Piove da stamane all’alba. Senza fine. Il 27 aprile di otto anni fa non pioveva. C’era il sole sull’autostrada del sole che percorrevo tra il sogno e la realtà tornando a casa dai miei. Il cuore aveva cessato di battere alle 7 del mattino. Era l’ultimo dei centravanti: mio padre. Il telefonino sul comodino suonò poco prima delle 8 nella casa di via del Pellegrino a Roma, a un passo da Giordano Bruno. Era Sara: “Stai tornando?”. “No, perché”. “Scusa, scusa…”. Non capivo niente. Fu un attimo. Capii tutto.
Mio padre da ragazzo aveva giocato da centravanti.

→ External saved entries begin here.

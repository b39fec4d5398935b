//! Byte-oriented ring buffer with `tokio::sync::Notify` for subscriber wakeup.
//!
//! [`OutputLog`] stores the raw bytes a session's reader emits, each chunk
//! tagged with a monotonically increasing sequence number. It never touches
//! UTF-8 boundaries — decoding happens downstream in [`super::framing`]. When
//! the buffer exceeds its byte budget, the oldest chunks are evicted and a
//! running "lost bytes" counter is bumped, surfaced to catch-up callers.

use std::collections::VecDeque;
use std::sync::Arc;
use std::time::{SystemTime, UNIX_EPOCH};

use tokio::sync::Notify;

/// A single sequenced chunk of raw output bytes.
#[derive(Debug, Clone)]
pub struct OutputChunk {
    /// Monotonically increasing sequence number, unique within a session.
    pub seq: u64,
    pub bytes: Vec<u8>,
    /// Unix timestamp in milliseconds when the chunk was produced.
    pub timestamp_ms: u64,
}

/// Ring buffer of [`OutputChunk`]s bounded by total byte size.
pub struct OutputLog {
    chunks: VecDeque<OutputChunk>,
    total_bytes: usize,
    max_bytes: usize,
    next_seq: u64,
    notify: Arc<Notify>,
    /// Bytes evicted since the buffer was created (monotonic).
    lost_bytes: u64,
}

impl OutputLog {
    /// Create a buffer that holds at most `max_bytes` of raw output.
    pub fn new(max_bytes: usize) -> Self {
        Self {
            chunks: VecDeque::new(),
            total_bytes: 0,
            max_bytes,
            next_seq: 1,
            notify: Arc::new(Notify::new()),
            lost_bytes: 0,
        }
    }

    /// Append a chunk, evicting the oldest chunks until back under budget.
    /// Returns the assigned sequence number.
    pub fn push(&mut self, bytes: Vec<u8>) -> u64 {
        let seq = self.next_seq;
        self.next_seq += 1;

        #[allow(clippy::cast_possible_truncation)]
        let timestamp_ms = SystemTime::now()
            .duration_since(UNIX_EPOCH)
            .map_or(0, |d| d.as_millis() as u64);

        self.total_bytes += bytes.len();
        self.chunks.push_back(OutputChunk {
            seq,
            bytes,
            timestamp_ms,
        });

        while self.total_bytes > self.max_bytes {
            if let Some(evicted) = self.chunks.pop_front() {
                self.total_bytes -= evicted.bytes.len();
                self.lost_bytes += evicted.bytes.len() as u64;
            } else {
                break;
            }
        }

        self.notify.notify_waiters();
        seq
    }

    /// Return all chunks with `seq > since`, plus the number of bytes dropped
    /// between `since` and the oldest chunk still retained.
    pub fn read_since(&self, since: u64) -> (Vec<OutputChunk>, u64) {
        let oldest_available = self.chunks.front().map_or(self.next_seq, |c| c.seq);
        let dropped = if oldest_available > since.saturating_add(1) {
            self.lost_bytes
        } else {
            0
        };
        let chunks = self
            .chunks
            .iter()
            .filter(|c| c.seq > since)
            .cloned()
            .collect();
        (chunks, dropped)
    }

    /// Concatenate the last `n` bytes currently retained (for `snapshot`).
    pub fn tail_bytes(&self, n: usize) -> Vec<u8> {
        let mut buf: Vec<u8> = self.chunks.iter().flat_map(|c| c.bytes.iter().copied()).collect();
        if buf.len() > n {
            let start = buf.len() - n;
            buf.drain(..start);
        }
        buf
    }

    pub fn has_entries_since(&self, since: u64) -> bool {
        self.chunks.back().is_some_and(|c| c.seq > since)
    }

    pub fn notifier(&self) -> Arc<Notify> {
        Arc::clone(&self.notify)
    }

    pub fn next_seq(&self) -> u64 {
        self.next_seq
    }

    pub fn lost_bytes(&self) -> u64 {
        self.lost_bytes
    }
}

#[cfg(test)]
mod tests {
    use super::*;

    #[test]
    fn push_assigns_increasing_seq() {
        let mut log = OutputLog::new(1024);
        let a = log.push(b"hello".to_vec());
        let b = log.push(b"world".to_vec());
        assert!(b > a);
    }

    #[test]
    fn eviction_tracks_lost_bytes() {
        let mut log = OutputLog::new(8);
        log.push(vec![0u8; 5]);
        log.push(vec![0u8; 5]);
        assert!(log.lost_bytes() > 0);
        assert!(log.total_bytes <= 8);
    }

    #[test]
    fn read_since_filters_correctly() {
        let mut log = OutputLog::new(1024);
        let a = log.push(b"one".to_vec());
        let b = log.push(b"two".to_vec());
        let (chunks, dropped) = log.read_since(a);
        assert_eq!(dropped, 0);
        assert_eq!(chunks.len(), 1);
        assert_eq!(chunks[0].seq, b);
    }

    #[test]
    fn tail_bytes_returns_suffix() {
        let mut log = OutputLog::new(1024);
        log.push(b"hello ".to_vec());
        log.push(b"world".to_vec());
        assert_eq!(log.tail_bytes(5), b"world");
    }
}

Lo fece anche nella vita. Mio padre usava un nome curioso e bello per indicare il centravanti: centrobecco. Ho fatto qualche ricerca ma non sono riuscito a risalire all’origine del nome. In ambienti calcistici e sportivi non lo conosce praticamente nessuno. E’ un modo di dire in uso solo a Sant’Agata dei Goti e solo nella Sant’Agata dei Goti dei tempi d’oro del calcio. Quando c’era un campo sportivo al centro del paese. Un cuore. Oggi a nessuno verrebbe da dire o urlare: “Ma chi c’è a centrobecco?”. Una volta capito che la parola si riferisce al ruolo del centravanti si intuisce il senso: è il giocatore che è al centro dell’area di rigore avversaria e deve beccare la palla per metterla dentro, che deve essere beccato dai suoi compagni di squadra, che deve essere imbeccato per segnare. Centrobecco è una delle definizioni più belle che abbia sentito per esprimere il senso del ruolo del centravanti. Forse, l’ha inventata proprio mio padre. Mi piace pensarlo. E’ una parola di senso compiuto. In una parola c’è tutto. Una parola espressiva. Ti fa vedere il centravanti anche se non c’è più. Come se il gioco non fosse mai finito. Come se stesse colpendo ancora la palla al volo, quella mezza girata che gli piaceva tanto.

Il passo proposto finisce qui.